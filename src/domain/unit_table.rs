// ============================================================================
// Unit Table
// Positional index -> unit glyph, derived once per vocabulary
// ============================================================================

/// Flattened unit glyphs by decimal position.
///
/// Position 0 (the ones digit) carries no unit. Every following big-unit tier
/// contributes the three small units and then its own big unit, so for the
/// built-in vocabularies the table reads `["", 十, 百, 千, 萬, 十, 百, 千, 億, ...]`.
#[derive(Debug, Clone, PartialEq, Eq)]
pub struct UnitTable {
    positions: Vec<Option<char>>,
}

impl UnitTable {
    /// Build the table from a vocabulary's small and big units.
    pub fn new(small_units: &[char; 3], big_units: &[char]) -> Self {
        let mut positions = Vec::with_capacity(1 + big_units.len() * 4);
        positions.push(None);
        for &big in big_units {
            positions.extend(small_units.iter().copied().map(Some));
            positions.push(Some(big));
        }
        Self { positions }
    }

    /// Unit for the digit at `position`, counting from the ones digit.
    ///
    /// Returns `None` when the position lies beyond the largest big unit;
    /// `Some(None)` for the ones digit.
    #[inline]
    pub fn get(&self, position: usize) -> Option<Option<char>> {
        self.positions.get(position).copied()
    }

    /// Number of decimal positions the table can encode.
    #[inline]
    pub fn len(&self) -> usize {
        self.positions.len()
    }

    /// Always false for a table built by [`UnitTable::new`].
    #[inline]
    pub fn is_empty(&self) -> bool {
        self.positions.is_empty()
    }
}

-------

--- Task details ---
Word for word, set down all of the material.

--- Solved exercise ---
filename src/domain/unit_table.rs
// ============================================================================
// Unit Table
// Positional index -> unit glyph, derived once per vocabulary
// ============================================================================

/// Flattened unit glyphs by decimal position.
///
/// Position 0 (the ones digit) carries no unit. Every following big-unit tier
/// contributes the three small units and then its own big unit, so for the
/// built-in vocabularies the table reads `["", 十, 百, 千, 萬, 十, 百, 千, 億, ...]`.
#[derive(Debug, Clone, PartialEq, Eq)]
pub struct UnitTable {
    positions: Vec<Option<char>>,
}

impl UnitTable {
    /// Build the table from a vocabulary's small and big units.
    pub fn new(small_units: &[char; 3], big_units: &[char]) -> Self {
        let mut positions = Vec::with_capacity(1 + big_units.len() * 4);
        positions.push(None);
        for &big in big_units {
            positions.extend(small_units.iter().copied().map(Some));
            positions.push(Some(big));
        }
        Self { positions }
    }

    /// Unit for the digit at `position`, counting from the ones digit.
    ///
    /// Returns `None` when the position lies beyond the largest big unit;
    /// `Some(None)` for the ones digit.
    #[inline]
    pub fn get(&self, position: usize) -> Option<Option<char>> {
        self.positions.get(position).copied()
    }

    /// Number of decimal positions the table can encode.
    #[inline]
    pub fn len(&self) -> usize {
        self.positions.len()
    }

    /// Always false for a table built by [`UnitTable::new`].
    #[inline]
    pub fn is_empty(&self) -> bool {
        self.positions.is_empty()
    }
}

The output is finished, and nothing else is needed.